Only enterprise architects can save us from Enterprise Architecture

Enterprise architecture (EA) is a troublesome discipline. I think it’s fair to argue that the famous Bezos API mandate and the birth of AWS are both essentially enterprise architecture efforts as is Simian Army from Netflix. These efforts have clearly delivered a huge positive business impact, but it’s much harder to make that case for the version of EA that exists in government.

For this government version, if we look beyond the tendencies towards self-referential documentation, and the use of frameworks that lack empirical grounding, there is an increasingly visible conflict with a growing body of knowledge about risk and resilience that is worth considering.

In Canada, Treasury Boards Policy on Service and Digital requires the GC CIO to define an enterprise architecture while the Directive on Service and Digital requires the departmental CIOs to “align” with it.

EA is used to design a target architecture, but more people are familiar with it as a project gating mechanism where the pressure to “align” is applied to projects. Mostly this takes the form of EA arguing for centralization and deduplication largely justified by cost savings.

This focus stands in sharp contrast with the literature on resilience, which largely views this sort of cost-optimization activity as stripping a system of it’s adaptive capacity.

What’s common to all of these approaches- robustness, redundancy, and resilience, especially through diversity and decentralization- is that they are not efficient. Making systems resilient is fundamentally at odds with optimization, because optimizing a system means taking out any slack.

Deb Chachra, How Infrastructure Works

Since this stuff can feel pretty abstract, we can try to make this concrete with a look at Treasury Board’s Sign-in-Canada service which is a key part of their “target enterprise architecture”.

The Government of Canada has ~208 Departments and Agencies, 86 of which have their own accounts. This is often held up as an example of of inefficiency and duplication, and the kind of thing that EA exists to fix. As TBS describes: “Sign‑in Canada is a proposal for a unified authentication mechanism for all government digital engagement with citizens.”

If you skip past the meetings required to get all 86 systems to use Sign-in-Canada, the end result would be a “star graph” style architecture; Sign-in-Canada in the center, with digital services connecting to it.

A “star graph”. Imagine the central point as a central sign-in service, or some other shared resource (maybe a shared drive, or a firewall) with other users/systems connecting to it.

Prized for efficiency and especially for central control this star-graph style architecture shows up everywhere in governments. To get to this architecture, EA practitioners apply steady pressure in those meetings (those gating functions of Enterprise Architecture Review Boards) to avoid new sign-in systems and ensure new and existing systems connect to/leverage Sign-in-Canada.

In graph theory there is a term for networks that are formed under such conditions; “preferential attachment“, where new “nodes” in the network attach to existing popular nodes.

Networks formed under a preferential attachment model (called “scale-free” in the literature) have some really interesting (and well studied) properties that I think are exactly what EA is trying to encourage; networks formed like this are surprisingly robust to random failures.

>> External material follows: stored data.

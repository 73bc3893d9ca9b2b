//! Server reconciler tests.

mod common;

use std::sync::Arc;

use common::{reconciler, set, MockDirectory, MockProvisioner, MockRegistry};
use rolesync_core::error::ErrorKind;
use rolesync_core::types::{Group, Server};
use rolesync_engine::{GroupStatus, ReconcilerConfig, ServerStatus, SkipReason};

fn server1() -> Server {
    Server::new("server1", "localhost:8000")
}

#[tokio::test]
async fn test_add_and_remove_scenario() {
    let registry = Arc::new(
        MockRegistry::new()
            .with_server(server1())
            .with_group("server1", Group::new("group1"), &["bob", "carol"]),
    );
    let directory = Arc::new(MockDirectory::new().with_group("group1", &["alice", "bob"]));
    let provisioner = Arc::new(MockProvisioner::new());

    let report = reconciler(
        registry,
        directory,
        provisioner.clone(),
        ReconcilerConfig::default(),
    )
    .reconcile(&server1())
    .await;

    assert_eq!(report.status, ServerStatus::Completed);
    assert_eq!(report.groups.len(), 1);
    assert_eq!(report.groups[0].status, GroupStatus::Reconciled);

    let applied = provisioner.applied_for("group1").unwrap();
    assert_eq!(applied.to_add, set(&["alice"]));
    assert_eq!(applied.to_remove, set(&["carol"]));

    let outcome = report.groups[0].outcome.as_ref().unwrap();
    assert_eq!(outcome.granted, vec!["alice".to_string()]);
    assert_eq!(outcome.revoked, vec!["carol".to_string()]);
}

#[tokio::test]
async fn test_directory_failure_never_removes_members() {
    let registry = Arc::new(
        MockRegistry::new()
            .with_server(server1())
            .with_group("server1", Group::new("group1"), &["bob", "carol"])
            .with_group("server1", Group::new("group2"), &["dave"]),
    );
    let directory = Arc::new(
        MockDirectory::new()
            .with_failing_group("group1")
            .with_group("group2", &["dave", "erin"]),
    );
    let provisioner = Arc::new(MockProvisioner::new());

    let report = reconciler(
        registry,
        directory,
        provisioner.clone(),
        ReconcilerConfig::default(),
    )
    .reconcile(&server1())
    .await;

    let group1 = &report.groups[0];
    assert_eq!(group1.status, GroupStatus::Skipped);
    assert_eq!(group1.skip_reason, Some(SkipReason::DirectoryUnavailable));
    assert_eq!(group1.error_kind, Some(ErrorKind::TransientFetch));
    assert!(provisioner.applied_for("group1").is_none());

    // The sibling group is unaffected.
    assert_eq!(report.groups[1].status, GroupStatus::Reconciled);
    assert_eq!(
        provisioner.applied_for("group2").unwrap().to_add,
        set(&["erin"])
    );
}

#[tokio::test]
async fn test_unprocessed_group_is_skipped() {
    let registry = Arc::new(
        MockRegistry::new()
            .with_server(server1())
            .with_group("server1", Group::new("group2").unprocessed(), &[]),
    );
    let directory = Arc::new(MockDirectory::new().with_group("group2", &["alice"]));
    let provisioner = Arc::new(MockProvisioner::new());

    let report = reconciler(
        registry,
        directory.clone(),
        provisioner.clone(),
        ReconcilerConfig::default(),
    )
    .reconcile(&server1())
    .await;

    assert_eq!(report.groups[0].status, GroupStatus::Skipped);
    assert_eq!(report.groups[0].skip_reason, Some(SkipReason::Unprocessed));
    assert!(provisioner.applied().is_empty());
    assert!(directory.calls().is_empty());
}

#[tokio::test]
async fn test_registry_failure_skips_only_that_group() {
    let registry = Arc::new(
        MockRegistry::new()
            .with_server(server1())
            .with_failing_group("server1", "group1")
            .with_group("server1", Group::new("group2"), &[]),
    );
    let directory = Arc::new(MockDirectory::new().with_group("group2", &["alice"]));
    let provisioner = Arc::new(MockProvisioner::new());

    let report = reconciler(
        registry,
        directory,
        provisioner.clone(),
        ReconcilerConfig::default(),
    )
    .reconcile(&server1())
    .await;

    assert_eq!(report.groups[0].status, GroupStatus::Skipped);
    assert_eq!(
        report.groups[0].skip_reason,
        Some(SkipReason::RegistryUnavailable)
    );
    assert_eq!(report.groups[1].status, GroupStatus::Reconciled);
    assert_eq!(provisioner.applied().len(), 1);
}

#[tokio::test]
async fn test_failing_principal_is_isolated() {
    let registry = Arc::new(
        MockRegistry::new()
            .with_server(server1())
            .with_group("server1", Group::new("group1"), &[]),
    );
    let directory =
        Arc::new(MockDirectory::new().with_group("group1", &["alice", "mallory", "zoe"]));
    let provisioner = Arc::new(MockProvisioner::new().with_failing_principal("mallory"));

    let report = reconciler(
        registry,
        directory,
        provisioner,
        ReconcilerConfig::default(),
    )
    .reconcile(&server1())
    .await;

    let group = &report.groups[0];
    assert_eq!(group.status, GroupStatus::Partial);
    let outcome = group.outcome.as_ref().unwrap();
    assert_eq!(
        outcome.granted,
        vec!["alice".to_string(), "zoe".to_string()]
    );
    assert_eq!(outcome.failures.len(), 1);
    assert_eq!(outcome.failures[0].principal, "mallory");
    assert_eq!(outcome.failures[0].kind, ErrorKind::Provisioning);
}

#[tokio::test]
async fn test_group_level_failure_does_not_block_other_groups() {
    let registry = Arc::new(
        MockRegistry::new()
            .with_server(server1())
            .with_group("server1", Group::new("group1"), &[])
            .with_group("server1", Group::new("group2"), &[]),
    );
    let directory = Arc::new(
        MockDirectory::new()
            .with_group("group1", &["alice"])
            .with_group("group2", &["bob"]),
    );
    let provisioner = Arc::new(MockProvisioner::new().with_failing_group("group1"));

    let report = reconciler(
        registry,
        directory,
        provisioner,
        ReconcilerConfig::default(),
    )
    .reconcile(&server1())
    .await;

    assert_eq!(report.groups[0].status, GroupStatus::Failed);
    assert_eq!(report.groups[0].error_kind, Some(ErrorKind::Provisioning));
    assert_eq!(report.groups[0].delta.to_add, set(&["alice"]));
    assert_eq!(report.groups[1].status, GroupStatus::Reconciled);
}

#[tokio::test]
async fn test_invalid_server_is_skipped() {
    let registry = Arc::new(
        MockRegistry::new()
            .with_server(server1())
            .with_group("server1", Group::new("group1"), &[]),
    );
    let directory = Arc::new(MockDirectory::new().with_group("group1", &["alice"]));
    let provisioner = Arc::new(MockProvisioner::new().with_invalid_server("server1"));

    let report = reconciler(
        registry.clone(),
        directory,
        provisioner.clone(),
        ReconcilerConfig::default(),
    )
    .reconcile(&server1())
    .await;

    assert_eq!(report.status, ServerStatus::Skipped);
    assert_eq!(report.error_kind, Some(ErrorKind::Configuration));
    assert!(report.groups.is_empty());
    assert!(provisioner.applied().is_empty());
    assert_eq!(
        registry
            .fetch_group_calls
            .load(std::sync::atomic::Ordering::SeqCst),
        0
    );
}

#[tokio::test]
async fn test_group_list_failure_fails_server() {
    let registry = Arc::new(
        MockRegistry::new()
            .with_server(server1())
            .with_failing_group_list("server1"),
    );
    let report = reconciler(
        registry,
        Arc::new(MockDirectory::new()),
        Arc::new(MockProvisioner::new()),
        ReconcilerConfig::default(),
    )
    .reconcile(&server1())
    .await;

    assert_eq!(report.status, ServerStatus::Failed);
    assert_eq!(report.error_kind, Some(ErrorKind::TransientFetch));
}

#[tokio::test]
async fn test_dry_run_applies_nothing() {
    let registry = Arc::new(
        MockRegistry::new()
            .with_server(server1())
            .with_group("server1", Group::new("group1"), &["bob", "carol"]),
    );
    let directory = Arc::new(MockDirectory::new().with_group("group1", &["alice", "bob"]));
    let provisioner = Arc::new(MockProvisioner::new());

    let report = reconciler(
        registry,
        directory,
        provisioner.clone(),
        ReconcilerConfig {
            dry_run: true,
            ..Default::default()
        },
    )
    .reconcile(&server1())
    .await;

    let group = &report.groups[0];
    assert_eq!(group.status, GroupStatus::Planned);
    assert_eq!(group.delta.to_add, set(&["alice"]));
    assert_eq!(group.delta.to_remove, set(&["carol"]));
    assert!(group.outcome.is_none());
    assert!(provisioner.applied().is_empty());
}

#[tokio::test]
async fn test_in_sync_group() {
    let registry = Arc::new(
        MockRegistry::new()
            .with_server(server1())
            .with_group("server1", Group::new("group1"), &["alice", "bob"]),
    );
    let directory = Arc::new(MockDirectory::new().with_group("group1", &["bob", "alice"]));
    let provisioner = Arc::new(MockProvisioner::new());

    let report = reconciler(
        registry,
        directory,
        provisioner.clone(),
        ReconcilerConfig::default(),
    )
    .reconcile(&server1())
    .await;

    assert_eq!(report.groups[0].status, GroupStatus::InSync);
    assert!(provisioner.applied_for("group1").unwrap().is_empty());
}

#[tokio::test]
async fn test_confirmed_empty_directory_group_removes_members() {
    let registry = Arc::new(
        MockRegistry::new()
            .with_server(server1())
            .with_group("server1", Group::new("group1"), &["bob", "carol"]),
    );
    let directory = Arc::new(MockDirectory::new().with_group("group1", &[]));
    let provisioner = Arc::new(MockProvisioner::new());

    reconciler(
        registry,
        directory,
        provisioner.clone(),
        ReconcilerConfig::default(),
    )
    .reconcile(&server1())
    .await;

    let applied = provisioner.applied_for("group1").unwrap();
    assert!(applied.to_add.is_empty());
    assert_eq!(applied.to_remove, set(&["bob", "carol"]));
}

#[tokio::test]
async fn test_reports_keep_registry_group_order() {
    let mut registry = MockRegistry::new().with_server(server1());
    let mut directory = MockDirectory::new();
    let names: Vec<String> = (0..9).map(|i| format!("group{i}")).collect();
    for name in &names {
        registry = registry.with_group("server1", Group::new(name.as_str()), &[]);
        directory = directory.with_group(name, &["alice"]);
    }

    let report = reconciler(
        Arc::new(registry),
        Arc::new(directory),
        Arc::new(MockProvisioner::new()),
        ReconcilerConfig {
            group_concurrency: 3,
            ..Default::default()
        },
    )
    .reconcile(&server1())
    .await;

    let reported: Vec<String> = report.groups.iter().map(|g| g.group.clone()).collect();
    assert_eq!(reported, names);
}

If you imagine the power/cooling/rack space constraints of a traditional data center, and the challenge of staying within those limits while limiting the effects of random failures, the centralization/deduplication focus of EA is a huge benefit.

A demonstration from the oneline Network Science textbook of how scale free networks are surprisingly difficult to destroy by randomly removing nodes.


But “scale-free” networks also have another property: They are very fragile to targeted attack. Only a handful of highly connected nodes need to be removed before the network is completely destroyed. If targeted attacks are suddenly the concern, the preferential attachment playbook, starts to look like a problem rather than a solution.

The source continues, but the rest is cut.